Dataset entries

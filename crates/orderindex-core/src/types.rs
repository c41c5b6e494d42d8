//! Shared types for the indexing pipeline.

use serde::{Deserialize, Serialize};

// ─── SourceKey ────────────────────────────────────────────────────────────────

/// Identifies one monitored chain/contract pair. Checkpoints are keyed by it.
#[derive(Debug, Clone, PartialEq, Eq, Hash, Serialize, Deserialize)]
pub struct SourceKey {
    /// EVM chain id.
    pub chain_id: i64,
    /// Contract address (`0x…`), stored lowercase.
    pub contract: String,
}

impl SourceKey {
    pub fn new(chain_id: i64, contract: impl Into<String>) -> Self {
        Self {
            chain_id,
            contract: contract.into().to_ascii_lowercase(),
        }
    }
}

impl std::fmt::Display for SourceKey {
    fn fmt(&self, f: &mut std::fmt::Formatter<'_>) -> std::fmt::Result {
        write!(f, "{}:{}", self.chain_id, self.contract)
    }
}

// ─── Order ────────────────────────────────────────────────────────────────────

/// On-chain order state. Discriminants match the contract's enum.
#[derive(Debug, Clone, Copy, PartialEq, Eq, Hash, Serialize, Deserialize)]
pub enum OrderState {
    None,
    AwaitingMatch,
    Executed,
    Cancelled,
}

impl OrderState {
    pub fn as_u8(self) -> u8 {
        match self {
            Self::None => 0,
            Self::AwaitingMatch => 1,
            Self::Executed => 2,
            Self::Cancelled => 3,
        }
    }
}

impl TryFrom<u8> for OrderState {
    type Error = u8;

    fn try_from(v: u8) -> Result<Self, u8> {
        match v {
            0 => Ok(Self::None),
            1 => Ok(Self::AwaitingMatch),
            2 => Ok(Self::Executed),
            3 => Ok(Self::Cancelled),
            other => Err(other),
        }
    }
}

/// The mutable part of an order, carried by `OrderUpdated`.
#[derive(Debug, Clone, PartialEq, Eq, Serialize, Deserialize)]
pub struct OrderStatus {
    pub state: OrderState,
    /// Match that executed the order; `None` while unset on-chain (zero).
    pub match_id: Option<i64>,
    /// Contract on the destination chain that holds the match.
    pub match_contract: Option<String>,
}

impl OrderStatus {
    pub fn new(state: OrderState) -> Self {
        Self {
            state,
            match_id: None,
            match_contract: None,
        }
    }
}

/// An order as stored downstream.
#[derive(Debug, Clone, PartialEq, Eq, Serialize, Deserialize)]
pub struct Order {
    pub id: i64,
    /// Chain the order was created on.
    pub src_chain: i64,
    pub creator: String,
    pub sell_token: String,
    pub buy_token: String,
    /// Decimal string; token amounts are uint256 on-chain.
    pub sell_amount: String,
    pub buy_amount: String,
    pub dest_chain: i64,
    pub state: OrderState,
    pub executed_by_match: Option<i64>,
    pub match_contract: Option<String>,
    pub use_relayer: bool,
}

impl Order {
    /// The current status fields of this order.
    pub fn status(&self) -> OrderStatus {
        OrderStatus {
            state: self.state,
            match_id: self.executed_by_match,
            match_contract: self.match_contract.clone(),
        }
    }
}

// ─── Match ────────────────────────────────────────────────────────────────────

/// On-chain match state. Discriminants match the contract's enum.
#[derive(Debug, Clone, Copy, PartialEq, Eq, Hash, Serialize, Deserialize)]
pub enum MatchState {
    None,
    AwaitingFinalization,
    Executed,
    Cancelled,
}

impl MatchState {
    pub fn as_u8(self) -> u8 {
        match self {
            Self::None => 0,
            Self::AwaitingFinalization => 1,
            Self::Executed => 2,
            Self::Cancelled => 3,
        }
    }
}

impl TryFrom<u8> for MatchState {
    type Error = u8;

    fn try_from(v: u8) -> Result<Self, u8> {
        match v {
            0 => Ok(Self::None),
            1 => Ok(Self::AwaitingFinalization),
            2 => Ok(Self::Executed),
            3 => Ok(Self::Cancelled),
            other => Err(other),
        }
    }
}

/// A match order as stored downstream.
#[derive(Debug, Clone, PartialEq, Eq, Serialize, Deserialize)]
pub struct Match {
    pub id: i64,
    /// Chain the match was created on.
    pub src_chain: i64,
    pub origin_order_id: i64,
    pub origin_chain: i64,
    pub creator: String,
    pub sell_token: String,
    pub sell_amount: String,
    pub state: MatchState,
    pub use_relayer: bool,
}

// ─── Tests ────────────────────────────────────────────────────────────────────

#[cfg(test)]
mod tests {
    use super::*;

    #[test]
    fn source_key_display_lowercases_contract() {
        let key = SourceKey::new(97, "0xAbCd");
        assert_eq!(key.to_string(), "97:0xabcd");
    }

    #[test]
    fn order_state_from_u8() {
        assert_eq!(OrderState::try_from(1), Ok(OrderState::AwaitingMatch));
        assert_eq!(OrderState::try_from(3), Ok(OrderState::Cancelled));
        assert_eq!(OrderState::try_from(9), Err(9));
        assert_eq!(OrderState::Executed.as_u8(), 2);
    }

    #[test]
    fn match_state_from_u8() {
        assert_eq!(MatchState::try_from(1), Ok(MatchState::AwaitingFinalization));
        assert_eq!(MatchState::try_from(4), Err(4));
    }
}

→ Exercise description: All the lines above should be written out once more, exactly.

→ Exercise answer:
filename crates/orderindex-core/src/types.rs
repository c41c5b6e494d42d8
//! Shared types for the indexing pipeline.

use serde::{Deserialize, Serialize};

// ─── SourceKey ────────────────────────────────────────────────────────────────

/// Identifies one monitored chain/contract pair. Checkpoints are keyed by it.
#[derive(Debug, Clone, PartialEq, Eq, Hash, Serialize, Deserialize)]
pub struct SourceKey {
    /// EVM chain id.
    pub chain_id: i64,
    /// Contract address (`0x…`), stored lowercase.
    pub contract: String,
}

impl SourceKey {
    pub fn new(chain_id: i64, contract: impl Into<String>) -> Self {
        Self {
            chain_id,
            contract: contract.into().to_ascii_lowercase(),
        }
    }
}

impl std::fmt::Display for SourceKey {
    fn fmt(&self, f: &mut std::fmt::Formatter<'_>) -> std::fmt::Result {
        write!(f, "{}:{}", self.chain_id, self.contract)
    }
}

// ─── Order ────────────────────────────────────────────────────────────────────

/// On-chain order state. Discriminants match the contract's enum.
#[derive(Debug, Clone, Copy, PartialEq, Eq, Hash, Serialize, Deserialize)]
pub enum OrderState {
    None,
    AwaitingMatch,
    Executed,
    Cancelled,
}

impl OrderState {
    pub fn as_u8(self) -> u8 {
        match self {
            Self::None => 0,
            Self::AwaitingMatch => 1,
            Self::Executed => 2,
            Self::Cancelled => 3,
        }
    }
}

impl TryFrom<u8> for OrderState {
    type Error = u8;

    fn try_from(v: u8) -> Result<Self, u8> {
        match v {
            0 => Ok(Self::None),
            1 => Ok(Self::AwaitingMatch),
            2 => Ok(Self::Executed),
            3 => Ok(Self::Cancelled),
            other => Err(other),
        }
    }
}

/// The mutable part of an order, carried by `OrderUpdated`.
#[derive(Debug, Clone, PartialEq, Eq, Serialize, Deserialize)]
pub struct OrderStatus {
    pub state: OrderState,
    /// Match that executed the order; `None` while unset on-chain (zero).
    pub match_id: Option<i64>,
    /// Contract on the destination chain that holds the match.
    pub match_contract: Option<String>,
}

impl OrderStatus {
    pub fn new(state: OrderState) -> Self {
        Self {
            state,
            match_id: None,
            match_contract: None,
        }
    }
}

/// An order as stored downstream.
#[derive(Debug, Clone, PartialEq, Eq, Serialize, Deserialize)]
pub struct Order {
    pub id: i64,
    /// Chain the order was created on.
    pub src_chain: i64,
    pub creator: String,
    pub sell_token: String,
    pub buy_token: String,
    /// Decimal string; token amounts are uint256 on-chain.
    pub sell_amount: String,
    pub buy_amount: String,
    pub dest_chain: i64,
    pub state: OrderState,
    pub executed_by_match: Option<i64>,
    pub match_contract: Option<String>,
    pub use_relayer: bool,
}

impl Order {
    /// The current status fields of this order.
    pub fn status(&self) -> OrderStatus {
        OrderStatus {
            state: self.state,
            match_id: self.executed_by_match,
            match_contract: self.match_contract.clone(),
        }
    }
}

// ─── Match ────────────────────────────────────────────────────────────────────

/// On-chain match state. Discriminants match the contract's enum.
#[derive(Debug, Clone, Copy, PartialEq, Eq, Hash, Serialize, Deserialize)]
pub enum MatchState {
    None,
    AwaitingFinalization,
    Executed,
    Cancelled,
}

impl MatchState {
    pub fn as_u8(self) -> u8 {
        match self {
            Self::None => 0,
            Self::AwaitingFinalization => 1,
            Self::Executed => 2,
            Self::Cancelled => 3,
        }
    }
}

impl TryFrom<u8> for MatchState {
    type Error = u8;

    fn try_from(v: u8) -> Result<Self, u8> {
        match v {
            0 => Ok(Self::None),
            1 => Ok(Self::AwaitingFinalization),
            2 => Ok(Self::Executed),
            3 => Ok(Self::Cancelled),
            other => Err(other),
        }
    }
}

/// A match order as stored downstream.
#[derive(Debug, Clone, PartialEq, Eq, Serialize, Deserialize)]
pub struct Match {
    pub id: i64,
    /// Chain the match was created on.
    pub src_chain: i64,
    pub origin_order_id: i64,
    pub origin_chain: i64,
    pub creator: String,
    pub sell_token: String,
    pub sell_amount: String,
    pub state: MatchState,
    pub use_relayer: bool,
}

// ─── Tests ────────────────────────────────────────────────────────────────────

#[cfg(test)]
mod tests {
    use super::*;

    #[test]
    fn source_key_display_lowercases_contract() {
        let key = SourceKey::new(97, "0xAbCd");
        assert_eq!(key.to_string(), "97:0xabcd");
    }

    #[test]
    fn order_state_from_u8() {
        assert_eq!(OrderState::try_from(1), Ok(OrderState::AwaitingMatch));
        assert_eq!(OrderState::try_from(3), Ok(OrderState::Cancelled));
        assert_eq!(OrderState::try_from(9), Err(9));
        assert_eq!(OrderState::Executed.as_u8(), 2);
    }

    #[test]
    fn match_state_from_u8() {
        assert_eq!(MatchState::try_from(1), Ok(MatchState::AwaitingFinalization));
        assert_eq!(MatchState::try_from(4), Err(4));
    }
}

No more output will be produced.